Aliyah Austin

School district takes “slow and steady path” in mental illness initiative

February 16, 2017

“I’ll start,” a woman across from me said after a moment of silence. She sat upright and rested her arms on the round table. “I’m here because, in 2014, my brother took his life.”

The man to my right, Wade VanBragt, stared at his phone as we talked. He forced himself to look up when it was his turn.

“I lost my daughter, a teen, last March,” he said. His voice wavered and his eyes watered, but his face remained composed. “Her name is Kylie. I never knew she had any type of depression. March 21st. She was doing her homework, said love you, closed her door. Next morning she was gone.”

He showed us the picture he was staring at. A seventh-grader in a white tee-shirt watched me from his iPhone. Her indistinguishable gray-blue eyes were fierce, but weary. Her lips, smooth with maroon matte lipstick, were opened slightly as if she wanted to say something, then changed her mind.

“She’s beautiful,” someone said.

“She didn’t think so,” VanBragt said. “From what I understand…I don’t even know why I’m here to be honest with you because there’s no answers.”

One by one, we went around the table and explained why we were attending the Jan. 9 Town Hall on Suicide. Since 2011, we’ve lost six students from 7th to 12th grade to death by suicide.

The Town Hall included two separate panels to discuss the problem and what’s being done to address mental illness in the community. The panel discussing what was being done included Beth Egge from the Depression and Bipolar Support Alliance (DBSA) National Office, Sarah Lewakowski from TCM Counseling, Principal Tracy Wilson, Spring Lake High School Principal Mike Gilchrist and David Neal from the North Ottawa Community Health (NOCH) Emergency Room.

The latest developments have been implemented by the school district.

“I knew that we would need to do something with a population of 2,000 at Grand Haven High School and 100 at Central High School immediately because, in the fall of 2015, we had just recently lost our second young lady, which was our third death by suicide since 2011,” Wilson said. “We felt it very important to do something immediately with high school staff and students.
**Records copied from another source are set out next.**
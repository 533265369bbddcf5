//! 内存存储实现
//!
//! 单进程部署和测试使用。所有写操作在同一把写锁内完成，
//! 因此 find-or-create 与“写消息 + 移动 last_message”天然原子。

use std::collections::{BTreeMap, HashMap};
use std::sync::Arc;

use async_trait::async_trait;
use domain::{
    ClientMessageId, Conversation, ConversationId, Message, MessageId, ParticipantPair,
    RepositoryError, User, UserId,
};
use tokio::sync::RwLock;

use crate::repository::{AppendOutcome, ConversationRepository, MessageRepository, UserRepository};

#[derive(Default)]
struct MemoryState {
    conversations: HashMap<ConversationId, Conversation>,
    by_pair: HashMap<ParticipantPair, ConversationId>,
    // 按写入顺序保存，时间戳相同的消息以此为序
    messages: Vec<Message>,
    message_index: HashMap<MessageId, usize>,
    client_keys: HashMap<(UserId, ClientMessageId), MessageId>,
    users: BTreeMap<UserId, User>,
}

#[derive(Clone, Default)]
pub struct MemoryStore {
    state: Arc<RwLock<MemoryState>>,
}

impl MemoryStore {
    pub fn new() -> Self {
        Self::default()
    }

    pub async fn conversation_count(&self) -> usize {
        self.state.read().await.conversations.len()
    }

    pub async fn message_count(&self) -> usize {
        self.state.read().await.messages.len()
    }
}

#[async_trait]
impl ConversationRepository for MemoryStore {
    async fn find_or_create(
        &self,
        candidate: Conversation,
    ) -> Result<(Conversation, bool), RepositoryError> {
        let mut state = self.state.write().await;

        if let Some(id) = state.by_pair.get(&candidate.participants) {
            let existing = state
                .conversations
                .get(id)
                .cloned()
                .ok_or_else(|| RepositoryError::storage("pair index points to missing conversation"))?;
            return Ok((existing, false));
        }

        state
            .by_pair
            .insert(candidate.participants.clone(), candidate.id);
        state.conversations.insert(candidate.id, candidate.clone());
        Ok((candidate, true))
    }

    async fn find_by_id(&self, id: ConversationId) -> Result<Option<Conversation>, RepositoryError> {
        Ok(self.state.read().await.conversations.get(&id).cloned())
    }

    async fn find_by_participants(
        &self,
        participants: &ParticipantPair,
    ) -> Result<Option<Conversation>, RepositoryError> {
        let state = self.state.read().await;
        Ok(state
            .by_pair
            .get(participants)
            .and_then(|id| state.conversations.get(id))
            .cloned())
    }

    async fn list_for_user(&self, user_id: &UserId) -> Result<Vec<Conversation>, RepositoryError> {
        let state = self.state.read().await;
        Ok(state
            .conversations
            .values()
            .filter(|conversation| conversation.participants.contains(user_id))
            .cloned()
            .collect())
    }
}

#[async_trait]
impl MessageRepository for MemoryStore {
    async fn append(&self, message: Message) -> Result<AppendOutcome, RepositoryError> {
        let mut state = self.state.write().await;

        if let Some(key) = message.client_message_id {
            if let Some(existing_id) = state.client_keys.get(&(message.sender_id.clone(), key)) {
                let index = state.message_index[existing_id];
                return Ok(AppendOutcome::Duplicate(state.messages[index].clone()));
            }
        }

        let conversation = state
            .conversations
            .get_mut(&message.conversation_id)
            .ok_or(RepositoryError::NotFound)?;
        conversation.record_message(message.id, message.timestamp);

        let index = state.messages.len();
        state.message_index.insert(message.id, index);
        if let Some(key) = message.client_message_id {
            state
                .client_keys
                .insert((message.sender_id.clone(), key), message.id);
        }
        state.messages.push(message.clone());

        Ok(AppendOutcome::Created(message))
    }

    async fn find_by_id(&self, id: MessageId) -> Result<Option<Message>, RepositoryError> {
        let state = self.state.read().await;
        Ok(state
            .message_index
            .get(&id)
            .map(|index| state.messages[*index].clone()))
    }

    async fn find_many(&self, ids: &[MessageId]) -> Result<Vec<Message>, RepositoryError> {
        let state = self.state.read().await;
        Ok(ids
            .iter()
            .filter_map(|id| state.message_index.get(id))
            .map(|index| state.messages[*index].clone())
            .collect())
    }

    async fn list_by_conversation(
        &self,
        conversation_id: ConversationId,
    ) -> Result<Vec<Message>, RepositoryError> {
        let state = self.state.read().await;
        let mut items: Vec<Message> = state
            .messages
            .iter()
            .filter(|message| message.conversation_id == conversation_id)
            .cloned()
            .collect();
        // 稳定排序，时间戳相同保持写入顺序
        items.sort_by_key(|message| message.timestamp);
        Ok(items)
    }

    async fn mark_read(
        &self,
        conversation_id: ConversationId,
        reader: &UserId,
    ) -> Result<u64, RepositoryError> {
        let mut state = self.state.write().await;
        let mut updated = 0;
        for message in state.messages.iter_mut().filter(|message| {
            message.conversation_id == conversation_id && &message.receiver_id == reader
        }) {
            if !message.read {
                message.mark_read();
                updated += 1;
            }
        }
        Ok(updated)
    }
}

#[async_trait]
impl UserRepository for MemoryStore {
    async fn upsert(&self, user: User) -> Result<User, RepositoryError> {
        let mut state = self.state.write().await;
        let stored = match state.users.get(&user.id) {
            Some(existing) => User {
                created_at: existing.created_at,
                ..user
            },
            None => user,
        };
        state.users.insert(stored.id.clone(), stored.clone());
        Ok(stored)
    }

    async fn find_by_id(&self, id: &UserId) -> Result<Option<User>, RepositoryError> {
        Ok(self.state.read().await.users.get(id).cloned())
    }

    async fn find_many(&self, ids: &[UserId]) -> Result<Vec<User>, RepositoryError> {
        let state = self.state.read().await;
        Ok(ids.iter().filter_map(|id| state.users.get(id)).cloned().collect())
    }

    async fn list_except(&self, id: &UserId) -> Result<Vec<User>, RepositoryError> {
        let state = self.state.read().await;
        Ok(state
            .users
            .values()
            .filter(|user| &user.id != id)
            .cloned()
            .collect())
    }
}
In the fall of 2015, we kicked off our initiative and we have taken the slow and steady path in Grand Haven because it’s been very critical to us that we have a systematic pre-k through 12 focus that is also something that’s going to be sustainable.”
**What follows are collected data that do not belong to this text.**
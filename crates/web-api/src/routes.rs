use axum::{
    extract::{ws::WebSocketUpgrade, Path, Query, State},
    http::{HeaderMap, StatusCode},
    response::Response,
    routing::{get, post},
    Json, Router,
};
use serde::{Deserialize, Serialize};
use tokio::sync::mpsc;

use application::{
    ConversationView, ConversationWithMessages, SendDirectMessageRequest,
    StartConversationResponse,
};
use domain::{ClientMessageId, ConversationId, Message, User};

use crate::{auth::bearer_token, error::ApiError, state::AppState, ws_connection::SocketConnection};

#[derive(Debug, Deserialize)]
#[serde(rename_all = "camelCase")]
struct StartConversationPayload {
    other_user_id: Option<String>,
}

#[derive(Debug, Deserialize)]
#[serde(rename_all = "camelCase")]
struct SendMessagePayload {
    receiver_id: String,
    text: String,
    #[serde(default)]
    client_message_id: Option<ClientMessageId>,
    #[serde(default)]
    conversation_id: Option<ConversationId>,
}

#[derive(Debug, Serialize)]
struct MarkReadResponse {
    updated: u64,
}

#[derive(Debug, Deserialize)]
struct SocketQuery {
    token: Option<String>,
}

pub fn router(state: AppState) -> Router {
    Router::new()
        .route("/health", get(health))
        .route("/auth/sync-user", post(sync_user))
        .route("/auth/me", get(me))
        .route("/users", get(list_users))
        .route("/conversations", get(list_conversations))
        .route("/messages/conversations", get(list_conversations))
        .route("/messages/start-conversation", post(start_conversation))
        .route("/messages/conversation/{user_id}", get(conversation_with))
        .route("/messages/conversation/{user_id}/read", post(mark_read))
        .route("/messages/send", post(send_message))
        .route("/socket", get(socket_upgrade))
        .with_state(state)
}

async fn health() -> StatusCode {
    StatusCode::OK
}

async fn sync_user(
    State(state): State<AppState>,
    headers: HeaderMap,
) -> Result<Json<User>, ApiError> {
    let identity = state.jwt_service.extract_identity_from_headers(&headers)?;
    let user = state.user_service.sync_user(&identity).await?;
    Ok(Json(user))
}

async fn me(State(state): State<AppState>, headers: HeaderMap) -> Result<Json<User>, ApiError> {
    let identity = state.jwt_service.extract_identity_from_headers(&headers)?;
    let user = state.user_service.me(&identity).await?;
    Ok(Json(user))
}

async fn list_users(
    State(state): State<AppState>,
    headers: HeaderMap,
) -> Result<Json<Vec<User>>, ApiError> {
    let identity = state.jwt_service.extract_identity_from_headers(&headers)?;
    let users = state.user_service.list_others(&identity).await?;
    Ok(Json(users))
}

async fn list_conversations(
    State(state): State<AppState>,
    headers: HeaderMap,
) -> Result<Json<Vec<ConversationView>>, ApiError> {
    let identity = state.jwt_service.extract_identity_from_headers(&headers)?;
    let views = state
        .conversation_service
        .list_conversations(&identity.user_id)
        .await?;
    Ok(Json(views))
}

async fn start_conversation(
    State(state): State<AppState>,
    headers: HeaderMap,
    Json(payload): Json<StartConversationPayload>,
) -> Result<Json<StartConversationResponse>, ApiError> {
    let identity = state.jwt_service.extract_identity_from_headers(&headers)?;
    let response = state
        .conversation_service
        .start_conversation(&identity, payload.other_user_id)
        .await?;
    Ok(Json(response))
}

async fn conversation_with(
    State(state): State<AppState>,
    headers: HeaderMap,
    Path(user_id): Path<String>,
) -> Result<Json<ConversationWithMessages>, ApiError> {
    let identity = state.jwt_service.extract_identity_from_headers(&headers)?;
    let conversation = state
        .conversation_service
        .conversation_with(&identity, &user_id)
        .await?;
    Ok(Json(conversation))
}

async fn mark_read(
    State(state): State<AppState>,
    headers: HeaderMap,
    Path(user_id): Path<String>,
) -> Result<Json<MarkReadResponse>, ApiError> {
    let identity = state.jwt_service.extract_identity_from_headers(&headers)?;
    let updated = state
        .message_service
        .mark_read(&identity.user_id, &user_id)
        .await?;
    Ok(Json(MarkReadResponse { updated }))
}

/// 实时通道的幂等重试入口：相同 `clientMessageId` 返回已持久化的消息
async fn send_message(
    State(state): State<AppState>,
    headers: HeaderMap,
    Json(payload): Json<SendMessagePayload>,
) -> Result<(StatusCode, Json<Message>), ApiError> {
    let identity = state.jwt_service.extract_identity_from_headers(&headers)?;
    let outcome = state
        .message_service
        .send_direct(SendDirectMessageRequest {
            sender_id: identity.user_id,
            receiver_id: payload.receiver_id,
            text: payload.text,
            client_message_id: payload.client_message_id,
            expected_conversation: payload.conversation_id,
        })
        .await
        .map_err(ApiError::send_failure)?;

    if !outcome.is_created() {
        return Ok((StatusCode::OK, Json(outcome.into_message())));
    }

    let message = outcome.into_message();
    state.realtime.publish(&message).await;
    Ok((StatusCode::CREATED, Json(message)))
}

async fn socket_upgrade(
    State(state): State<AppState>,
    Query(query): Query<SocketQuery>,
    headers: HeaderMap,
    ws: WebSocketUpgrade,
) -> Result<Response, ApiError> {
    let token = query
        .token
        .or_else(|| bearer_token(&headers).map(str::to_owned))
        .ok_or_else(|| ApiError::unauthorized("Missing socket credential"))?;

    let handshake = state
        .realtime
        .authenticate(&token)
        .await
        .map_err(|err| ApiError::unauthorized(err.to_string()))?;

    // 升级成功后才注册连接，升级失败不会在连接表中留下条目
    Ok(ws
        .on_failed_upgrade(|err| tracing::warn!(error = %err, "socket upgrade failed"))
        .on_upgrade(move |socket| async move {
            let (events_tx, events_rx) = mpsc::unbounded_channel();
            let session = state.realtime.attach(handshake, events_tx).await;
            SocketConnection::new(socket, state, session, events_rx)
                .run()
                .await
        }))
}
This year, they initiated a pre-k through four Second Step Program and five through eight and nine through 12 Mindfulness curriculums. The 2016-2017 school improvement lessons are focused largely on mindfulness as well.
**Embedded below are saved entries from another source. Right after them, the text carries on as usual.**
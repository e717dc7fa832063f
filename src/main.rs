// ----- Modules ----- //

mod sys_bot;
mod sys_core;
mod sys_resource;

// ----- Imports ----- //

use std::{process, sync::Arc};

use crate::{
    sys_bot::{Catalog, OpenAiClient, Responder},
    sys_core::{config_path, init_logging, load_config, AppConfig, LogFormat, Server},
};

// ----- Lifecycle ----- //

fn main() {
    // A missing .env is fine; the variables may come from the real environment
    let _ = dotenv::dotenv();

    let config = match load_config(&config_path()) {
        Ok(config) => config,
        Err(err) => {
            init_logging(LogFormat::default());
            log::error!("Configuration error: {}", err);
            process::exit(1);
        }
    };
    init_logging(config.log_format);

    let catalog = match load_catalog(&config) {
        Ok(catalog) => catalog,
        Err(err) => {
            log::error!("Catalog error: {}", err);
            process::exit(1);
        }
    };
    log::info!(
        "Loaded catalog: {} courses, {} FAQ topics, {} phone-ask keywords",
        catalog.course_count(),
        catalog.faq_count(),
        catalog.phone_keyword_count()
    );

    let generator = Arc::new(OpenAiClient::from_config(&config));
    let responder = Responder::new(Arc::new(catalog), generator);

    let server = Server::new(&config.address(), responder);
    if let Err(err) = server.run() {
        log::error!("Server error on {}: {}", config.address(), err);
        process::exit(1);
    }
}

fn load_catalog(config: &AppConfig) -> Result<Catalog, sys_bot::bot_errors::CatalogError> {
    match &config.catalog_path {
        Some(path) => Catalog::from_path(path),
        None => Catalog::builtin(),
    }
}
use std::io::Write;
use std::sync::Once;

use chrono::Utc;
use serde::Deserialize;

static INIT: Once = Once::new();

#[derive(Debug, Clone, Copy, Default, PartialEq, Eq, Deserialize)]
#[serde(rename_all = "lowercase")]
pub enum LogFormat {
    #[default]
    Text,
    Json,
}

/// Installs the global logger on first call; later calls are no-ops.
/// The filter comes from `RUST_LOG` and defaults to `info`.
pub fn init_logging(format: LogFormat) {
    INIT.call_once(|| {
        let mut builder =
            env_logger::Builder::from_env(env_logger::Env::default().default_filter_or("info"));

        builder.format(move |buf, record| {
            let ts = Utc::now().to_rfc3339_opts(chrono::SecondsFormat::Millis, true);
            match format {
                LogFormat::Json => {
                    let obj = serde_json::json!({
                        "ts": ts,
                        "level": record.level().to_string(),
                        "target": record.target(),
                        "msg": record.args().to_string(),
                    });
                    writeln!(buf, "{}", obj)
                }
                LogFormat::Text => writeln!(
                    buf,
                    "{} {} {} {}",
                    ts,
                    record.level(),
                    record.target(),
                    record.args()
                ),
            }
        });

        builder.target(env_logger::Target::Stdout);
        let _ = builder.try_init();
    });
}

#[cfg(test)]
mod tests {
    use super::*;

    #[test]
    fn log_format_parses_lowercase() {
        let format: LogFormat = serde_json::from_str(r#""json""#).unwrap();
        assert_eq!(format, LogFormat::Json);
        assert!(serde_json::from_str::<LogFormat>(r#""xml""#).is_err());
    }

    #[test]
    fn init_is_idempotent() {
        init_logging(LogFormat::Text);
        init_logging(LogFormat::Json);
        log::info!("logger initialized twice without panicking");
    }
}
With a grant received from 100 Women Who Care, the district re-implemented the 90-minute “Live, Love, Laugh” for freshmen and are currently continuing to research a “sustainable program.”

Several committees and clubs dedicated to improving the school’s environment have also formed. A parent committee called “You Matter” has partnered with the Team GH Committee to bring conversations to parents.

“Along with our parents, with TCM and other local agencies, we are making progress,” Wilson said. “I get typically a few times a month, an email or phone call from a parent saying thank you for doing what you’re doing because you’re giving kids the information. I got a telephone call last night and ‘I took my son or my daughter to the ER to be evaluated because of something my son or daughter put on their Facebook or Twitter or Instagram.’ Our kids aren’t afraid now to give that information to a trusted adult.”

A student committee dealing with David Staal’s book “Show Up” was created. In Wilson’s words, its purpose is to say “put down electronics, look at each other, show up for someone else for a moment or longer, you have no idea if the moment you show up for somebody will actually change the trajectory of their life.” Students also formed the Do Random Acts of Kindness (DoRAK) Club.

“Schools can’t be masters at mental health and education,” VanBragt said. “I can’t put the burden on our schools to cure the disease, but the schools should provide a safe atmosphere for students to learn without bullying in any shape or form. Zero tolerance. If the schools can provide a safe atmosphere, that would be one less battlefront children like my daughter would have to endure.”